Por último, ha de recordarse que el Tíbet fue excluido del orden del día del Consejo de Derechos Humanos de la ONU pocos días después del levantamiento y represión de hace un año. Con incidentes similares o menores en el altiplano en el futuro, cuesta imaginar un cambio de actitud en el mayor foro mundial.
Conclusiones
Tras el 50 aniversario hay signos que indican que el descontento no desaparece, como lo demuestra el asalto a una comisaría por un centenar de monjes en la provincia de Qinghai apenas 12 días después de concluida la conmemoración. En verdad, no hay mucho de nuevo en el incidente y lo preocupante es la recurrente repetición de estos choques basados en malos entendidos durante los últimos años.

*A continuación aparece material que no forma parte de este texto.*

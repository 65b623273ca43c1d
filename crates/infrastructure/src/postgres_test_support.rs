//! Shared fixtures for PostgreSQL repository tests.

use bugzot_application::{Committed, NewUserRecord, ProductRepository, UserRepository};
use bugzot_domain::{
    AccessDecision, AuditAction, DecisionReason, EmailAddress, NewAuditEntry, Product, ProductId,
    ResourceKind, Role, User, UserId,
};
use chrono::Utc;
use sqlx::PgPool;
use sqlx::migrate::Migrator;
use sqlx::postgres::PgPoolOptions;
use uuid::Uuid;

use crate::{PostgresProductRepository, PostgresUserRepository};

static MIGRATOR: Migrator = sqlx::migrate!("./migrations");

/// Connects to `DATABASE_URL` and applies migrations; `None` when unset.
pub(crate) async fn test_pool() -> Option<PgPool> {
    let Ok(database_url) = std::env::var("DATABASE_URL") else {
        return None;
    };

    let pool = match PgPoolOptions::new()
        .max_connections(4)
        .connect(database_url.as_str())
        .await
    {
        Ok(pool) => pool,
        Err(error) => panic!("failed to connect to DATABASE_URL in test: {error}"),
    };

    if let Err(error) = MIGRATOR.run(&pool).await {
        panic!("failed to run migrations for postgres repository tests: {error}");
    }

    Some(pool)
}

pub(crate) fn allow() -> AccessDecision {
    AccessDecision::Allow(DecisionReason::AdminOverride)
}

pub(crate) fn mutation(action: AuditAction, kind: ResourceKind, target_id: Uuid) -> NewAuditEntry {
    NewAuditEntry::mutation(UserId::new(), action, kind, target_id, allow())
}

fn unique_email(prefix: &str) -> String {
    format!("{prefix}-{}@example.com", Uuid::new_v4().simple())
}

pub(crate) async fn seed_user(pool: &PgPool, role: Role) -> User {
    let repository = PostgresUserRepository::new(pool.clone());
    let id = UserId::new();
    let record = NewUserRecord {
        id,
        email: EmailAddress::new(unique_email("user"))
            .unwrap_or_else(|_| panic!("test email should be valid")),
        display_name: "Test User".to_owned(),
        password_hash: "$argon2id$placeholder".to_owned(),
        role,
    };

    let Committed { value, .. } = repository
        .create_user(
            record,
            mutation(AuditAction::UserRegistered, ResourceKind::User, id.as_uuid()),
        )
        .await
        .unwrap_or_else(|error| panic!("user should be created: {error}"));
    value
}

pub(crate) async fn seed_product(pool: &PgPool) -> Product {
    let repository = PostgresProductRepository::new(pool.clone());
    let now = Utc::now();
    let product = Product {
        id: ProductId::new(),
        name: format!("Product {}", Uuid::new_v4().simple()),
        description: None,
        is_active: true,
        is_deleted: false,
        created_at: now,
        updated_at: now,
    };
    let id = product.id.as_uuid();

    repository
        .create_product(
            product,
            mutation(AuditAction::ProductCreated, ResourceKind::Product, id),
        )
        .await
        .unwrap_or_else(|error| panic!("product should be created: {error}"))
        .value
}
use std::str::FromStr;

use bugzot_core::AppError;
use serde::{Deserialize, Serialize};

/// Global or per-product role, ordered from least to most privileged.
///
/// The derived ordering is the role hierarchy: `Viewer < Reporter <
/// Maintainer < Admin`.
#[derive(
    Debug, Clone, Copy, Default, PartialEq, Eq, Hash, PartialOrd, Ord, Serialize, Deserialize,
)]
#[serde(rename_all = "snake_case")]
pub enum Role {
    /// Read-only access to products the user belongs to.
    Viewer,
    /// May file bugs, comment publicly and upload attachments.
    #[default]
    Reporter,
    /// May triage bugs, drive the workflow and read private comments.
    Maintainer,
    /// Unrestricted access, including user and product administration.
    Admin,
}

impl Role {
    /// Returns a stable storage value for the role.
    #[must_use]
    pub fn as_str(&self) -> &'static str {
        match self {
            Self::Viewer => "viewer",
            Self::Reporter => "reporter",
            Self::Maintainer => "maintainer",
            Self::Admin => "admin",
        }
    }

    /// Returns all roles in ascending privilege order.
    #[must_use]
    pub fn all() -> &'static [Self] {
        const ALL: &[Role] = &[Role::Viewer, Role::Reporter, Role::Maintainer, Role::Admin];

        ALL
    }

    /// Returns a one-line summary of what the role may do.
    #[must_use]
    pub fn description(&self) -> &'static str {
        match self {
            Self::Viewer => "Read-only access to member products",
            Self::Reporter => "Files bugs, comments publicly and uploads attachments",
            Self::Maintainer => "Triages bugs, drives the workflow and reads private comments",
            Self::Admin => "Administers users and products with unrestricted access",
        }
    }

    /// Returns the position in the hierarchy, starting at zero for `Viewer`.
    #[must_use]
    pub fn rank(&self) -> u8 {
        match self {
            Self::Viewer => 0,
            Self::Reporter => 1,
            Self::Maintainer => 2,
            Self::Admin => 3,
        }
    }

    /// Returns whether this role meets the given minimum.
    #[must_use]
    pub fn satisfies(self, minimum: Role) -> bool {
        self >= minimum
    }
}

impl std::fmt::Display for Role {
    fn fmt(&self, formatter: &mut std::fmt::Formatter<'_>) -> std::fmt::Result {
        formatter.write_str(self.as_str())
    }
}

impl FromStr for Role {
    type Err = AppError;

    fn from_str(value: &str) -> Result<Self, Self::Err> {
        match value {
            "viewer" => Ok(Self::Viewer),
            "reporter" => Ok(Self::Reporter),
            "maintainer" => Ok(Self::Maintainer),
            "admin" => Ok(Self::Admin),
            _ => Err(AppError::Validation(format!("unknown role '{value}'"))),
        }
    }
}

#[cfg(test)]
mod tests {
    use std::str::FromStr;

    use super::Role;

    #[test]
    fn roles_are_totally_ordered() {
        assert!(Role::Viewer < Role::Reporter);
        assert!(Role::Reporter < Role::Maintainer);
        assert!(Role::Maintainer < Role::Admin);
    }

    #[test]
    fn default_role_is_reporter() {
        assert_eq!(Role::default(), Role::Reporter);
    }

    #[test]
    fn storage_values_parse_back() {
        for role in Role::all() {
            assert_eq!(Role::from_str(role.as_str()).ok(), Some(*role));
        }
    }

    #[test]
    fn ranks_follow_the_hierarchy() {
        let ranks: Vec<u8> = Role::all().iter().map(Role::rank).collect();
        assert_eq!(ranks, vec![0, 1, 2, 3]);
        assert!(Role::all().iter().all(|role| !role.description().is_empty()));
    }

    #[test]
    fn unknown_role_is_rejected() {
        assert!(Role::from_str("superuser").is_err());
    }
}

Por otra parte, en estas fechas no se han vuelto a oír las inusuales descalificaciones personales del Dalai Lama hechas hace un año por el secretario en el Tíbet del Partido Comunista, Zhang Qingli. Parece deseable que Pekín tenga al frente en el Tíbet y en las tres provincias vecinas con población tibetana a funcionarios y portavoces en la línea propensa al diálogo que muestra en el resto de China el primer ministro Wen Jiabao.
El aspecto que sigue preocupando a una masa relevante de altiplánicos (y mencionada por algunos líderes tibetanos hace más de 20 años) es la amenaza al modo de vida en el campo, que incluye el nomadismo, el cultivo de productos típicos y la difusión de saberes ancestrales, que las modernizaciones chinas entienden como retraso y que combaten con políticas de asentamientos y de urbanización acelerados. Son precisamente las características implícitas que las demandas de mayor autonomía cultural del exilio aspiran a salvar dentro del Estado chino. También persiste la no solucionada relación interétnica en Lhasa, que es más compleja porque una parte de los autóctonos urbanizados también se ha beneficiado materialmente con las modernizaciones.
Por otro lado, recientes indicios apuntan a que, periclitada la misión del Dalai Lama tras décadas de infructuosos contactos con China, Pekín parece sopesar la alternativa futura del Karmapa Lama para sucederle, opción compleja, aunque con muchos adherentes en el exilio.